Data records Block Start

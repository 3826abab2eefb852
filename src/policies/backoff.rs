//! # Backoff schedule for task retries.
//!
//! [`BackoffPolicy`] controls how the delay between attempts of one task
//! grows after repeated failures. It is parameterized by:
//! - [`BackoffPolicy::first`] the delay before the first retry;
//! - [`BackoffPolicy::factor`] the multiplicative growth factor;
//! - [`BackoffPolicy::max`] the delay cap.
//!
//! The delay for attempt `n` (0-indexed) is `first × factor^n`, clamped to
//! `max`, then jitter is applied. The base is derived purely from the attempt
//! number, so jitter output never feeds back into later delays.
//!
//! # Example
//! ```rust
//! use std::time::Duration;
//! use flowvisor::{BackoffPolicy, JitterPolicy};
//!
//! let backoff = BackoffPolicy {
//!     first: Duration::from_millis(100),
//!     max: Duration::from_secs(10),
//!     factor: 2.0,
//!     jitter: JitterPolicy::None,
//! };
//!
//! assert_eq!(backoff.next(0), Duration::from_millis(100));
//! assert_eq!(backoff.next(1), Duration::from_millis(200));
//! // 100ms × 2^10 exceeds the cap:
//! assert_eq!(backoff.next(10), Duration::from_secs(10));
//! ```

use std::time::Duration;

use crate::policies::jitter::JitterPolicy;

/// Retry delay schedule.
#[derive(Clone, Copy, Debug)]
pub struct BackoffPolicy {
    /// Delay before the first retry.
    pub first: Duration,
    /// Maximum delay cap.
    pub max: Duration,
    /// Multiplicative growth factor (`>= 1.0` recommended).
    pub factor: f64,
    /// Jitter policy applied to the computed base delay.
    pub jitter: JitterPolicy,
}

impl Default for BackoffPolicy {
    /// Returns a schedule with:
    /// - `first = 100ms`;
    /// - `factor = 1.0` (constant delay);
    /// - `max = 30s`;
    /// - no jitter.
    fn default() -> Self {
        Self {
            first: Duration::from_millis(100),
            max: Duration::from_secs(30),
            factor: 1.0,
            jitter: JitterPolicy::None,
        }
    }
}

impl BackoffPolicy {
    /// Computes the delay before re-invoking a task, for the given
    /// 0-indexed attempt number.
    ///
    /// The base delay is `first × factor^attempt`, clamped to
    /// [`BackoffPolicy::max`]; overflow and non-finite intermediates clamp
    /// to `max` as well. Jitter is applied last.
    pub fn next(&self, attempt: u32) -> Duration {
        let max_secs = self.max.as_secs_f64();
        let exp = attempt.min(i32::MAX as u32) as i32;
        let unclamped_secs = self.first.as_secs_f64() * self.factor.powi(exp);

        let base =
            if !unclamped_secs.is_finite() || unclamped_secs < 0.0 || unclamped_secs > max_secs {
                self.max
            } else {
                Duration::from_secs_f64(unclamped_secs)
            };

        self.jitter.apply(base)
    }
}

#[cfg(test)]
mod tests {
    use super::*;

    #[test]
    fn test_attempt_zero_returns_first() {
        let policy = BackoffPolicy {
            first: Duration::from_millis(100),
            max: Duration::from_secs(30),
            factor: 2.0,
            jitter: JitterPolicy::None,
        };
        assert_eq!(policy.next(0), Duration::from_millis(100));
    }

    #[test]
    fn test_exponential_growth_no_jitter() {
        let policy = BackoffPolicy {
            first: Duration::from_millis(100),
            max: Duration::from_secs(30),
            factor: 2.0,
            jitter: JitterPolicy::None,
        };

        assert_eq!(policy.next(1), Duration::from_millis(200));
        assert_eq!(policy.next(2), Duration::from_millis(400));
        assert_eq!(policy.next(3), Duration::from_millis(800));
    }

    #[test]
    fn test_constant_factor() {
        let policy = BackoffPolicy {
            first: Duration::from_millis(500),
            max: Duration::from_secs(30),
            factor: 1.0,
            jitter: JitterPolicy::None,
        };
        for attempt in 0..10 {
            assert_eq!(policy.next(attempt), Duration::from_millis(500));
        }
    }

    #[test]
    fn test_clamped_to_max() {
        let policy = BackoffPolicy {
            first: Duration::from_millis(100),
            max: Duration::from_secs(1),
            factor: 2.0,
            jitter: JitterPolicy::None,
        };
        assert_eq!(policy.next(10), Duration::from_secs(1));
    }

    #[test]
    fn test_first_exceeds_max() {
        let policy = BackoffPolicy {
            first: Duration::from_secs(10),
            max: Duration::from_secs(5),
            factor: 2.0,
            jitter: JitterPolicy::None,
        };
        assert_eq!(policy.next(0), Duration::from_secs(5));
    }

    #[test]
    fn test_huge_attempt_clamps_to_max() {
        let policy = BackoffPolicy {
            first: Duration::from_millis(100),
            max: Duration::from_secs(60),
            factor: 2.0,
            jitter: JitterPolicy::None,
        };
        assert_eq!(policy.next(u32::MAX), Duration::from_secs(60));
    }

    #[test]
    fn test_full_jitter_stays_below_base() {
        let policy = BackoffPolicy {
            first: Duration::from_millis(1000),
            max: Duration::from_secs(30),
            factor: 1.0,
            jitter: JitterPolicy::Full,
        };
        for attempt in 0..50 {
            assert!(policy.next(attempt) <= Duration::from_millis(1000));
        }
    }

    #[test]
    fn test_equal_jitter_bounds() {
        let policy = BackoffPolicy {
            first: Duration::from_millis(1000),
            max: Duration::from_secs(30),
            factor: 1.0,
            jitter: JitterPolicy::Equal,
        };
        for attempt in 0..50 {
            let delay = policy.next(attempt);
            assert!(delay >= Duration::from_millis(500));
            assert!(delay <= Duration::from_millis(1000));
        }
    }
}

Data records Block End

Work to be completed :: Repeat the data precisely, line by line.

Completed exercise ::
repository 3826abab2eefb852
filename src/policies/backoff.rs
//! # Backoff schedule for task retries.
//!
//! [`BackoffPolicy`] controls how the delay between attempts of one task
//! grows after repeated failures. It is parameterized by:
//! - [`BackoffPolicy::first`] the delay before the first retry;
//! - [`BackoffPolicy::factor`] the multiplicative growth factor;
//! - [`BackoffPolicy::max`] the delay cap.
//!
//! The delay for attempt `n` (0-indexed) is `first × factor^n`, clamped to
//! `max`, then jitter is applied. The base is derived purely from the attempt
//! number, so jitter output never feeds back into later delays.
//!
//! # Example
//! ```rust
//! use std::time::Duration;
//! use flowvisor::{BackoffPolicy, JitterPolicy};
//!
//! let backoff = BackoffPolicy {
//!     first: Duration::from_millis(100),
//!     max: Duration::from_secs(10),
//!     factor: 2.0,
//!     jitter: JitterPolicy::None,
//! };
//!
//! assert_eq!(backoff.next(0), Duration::from_millis(100));
//! assert_eq!(backoff.next(1), Duration::from_millis(200));
//! // 100ms × 2^10 exceeds the cap:
//! assert_eq!(backoff.next(10), Duration::from_secs(10));
//! ```

use std::time::Duration;

use crate::policies::jitter::JitterPolicy;

/// Retry delay schedule.
#[derive(Clone, Copy, Debug)]
pub struct BackoffPolicy {
    /// Delay before the first retry.
    pub first: Duration,
    /// Maximum delay cap.
    pub max: Duration,
    /// Multiplicative growth factor (`>= 1.0` recommended).
    pub factor: f64,
    /// Jitter policy applied to the computed base delay.
    pub jitter: JitterPolicy,
}

impl Default for BackoffPolicy {
    /// Returns a schedule with:
    /// - `first = 100ms`;
    /// - `factor = 1.0` (constant delay);
    /// - `max = 30s`;
    /// - no jitter.
    fn default() -> Self {
        Self {
            first: Duration::from_millis(100),
            max: Duration::from_secs(30),
            factor: 1.0,
            jitter: JitterPolicy::None,
        }
    }
}

impl BackoffPolicy {
    /// Computes the delay before re-invoking a task, for the given
    /// 0-indexed attempt number.
    ///
    /// The base delay is `first × factor^attempt`, clamped to
    /// [`BackoffPolicy::max`]; overflow and non-finite intermediates clamp
    /// to `max` as well. Jitter is applied last.
    pub fn next(&self, attempt: u32) -> Duration {
        let max_secs = self.max.as_secs_f64();
        let exp = attempt.min(i32::MAX as u32) as i32;
        let unclamped_secs = self.first.as_secs_f64() * self.factor.powi(exp);

        let base =
            if !unclamped_secs.is_finite() || unclamped_secs < 0.0 || unclamped_secs > max_secs {
                self.max
            } else {
                Duration::from_secs_f64(unclamped_secs)
            };

        self.jitter.apply(base)
    }
}

#[cfg(test)]
mod tests {
    use super::*;

    #[test]
    fn test_attempt_zero_returns_first() {
        let policy = BackoffPolicy {
            first: Duration::from_millis(100),
            max: Duration::from_secs(30),
            factor: 2.0,
            jitter: JitterPolicy::None,
        };
        assert_eq!(policy.next(0), Duration::from_millis(100));
    }

    #[test]
    fn test_exponential_growth_no_jitter() {
        let policy = BackoffPolicy {
            first: Duration::from_millis(100),
            max: Duration::from_secs(30),
            factor: 2.0,
            jitter: JitterPolicy::None,
        };

        assert_eq!(policy.next(1), Duration::from_millis(200));
        assert_eq!(policy.next(2), Duration::from_millis(400));
        assert_eq!(policy.next(3), Duration::from_millis(800));
    }

    #[test]
    fn test_constant_factor() {
        let policy = BackoffPolicy {
            first: Duration::from_millis(500),
            max: Duration::from_secs(30),
            factor: 1.0,
            jitter: JitterPolicy::None,
        };
        for attempt in 0..10 {
            assert_eq!(policy.next(attempt), Duration::from_millis(500));
        }
    }

    #[test]
    fn test_clamped_to_max() {
        let policy = BackoffPolicy {
            first: Duration::from_millis(100),
            max: Duration::from_secs(1),
            factor: 2.0,
            jitter: JitterPolicy::None,
        };
        assert_eq!(policy.next(10), Duration::from_secs(1));
    }

    #[test]
    fn test_first_exceeds_max() {
        let policy = BackoffPolicy {
            first: Duration::from_secs(10),
            max: Duration::from_secs(5),
            factor: 2.0,
            jitter: JitterPolicy::None,
        };
        assert_eq!(policy.next(0), Duration::from_secs(5));
    }

    #[test]
    fn test_huge_attempt_clamps_to_max() {
        let policy = BackoffPolicy {
            first: Duration::from_millis(100),
            max: Duration::from_secs(60),
            factor: 2.0,
            jitter: JitterPolicy::None,
        };
        assert_eq!(policy.next(u32::MAX), Duration::from_secs(60));
    }

    #[test]
    fn test_full_jitter_stays_below_base() {
        let policy = BackoffPolicy {
            first: Duration::from_millis(1000),
            max: Duration::from_secs(30),
            factor: 1.0,
            jitter: JitterPolicy::Full,
        };
        for attempt in 0..50 {
            assert!(policy.next(attempt) <= Duration::from_millis(1000));
        }
    }

    #[test]
    fn test_equal_jitter_bounds() {
        let policy = BackoffPolicy {
            first: Duration::from_millis(1000),
            max: Duration::from_secs(30),
            factor: 1.0,
            jitter: JitterPolicy::Equal,
        };
        for attempt in 0..50 {
            let delay = policy.next(attempt);
            assert!(delay >= Duration::from_millis(500));
            assert!(delay <= Duration::from_millis(1000));
        }
    }
}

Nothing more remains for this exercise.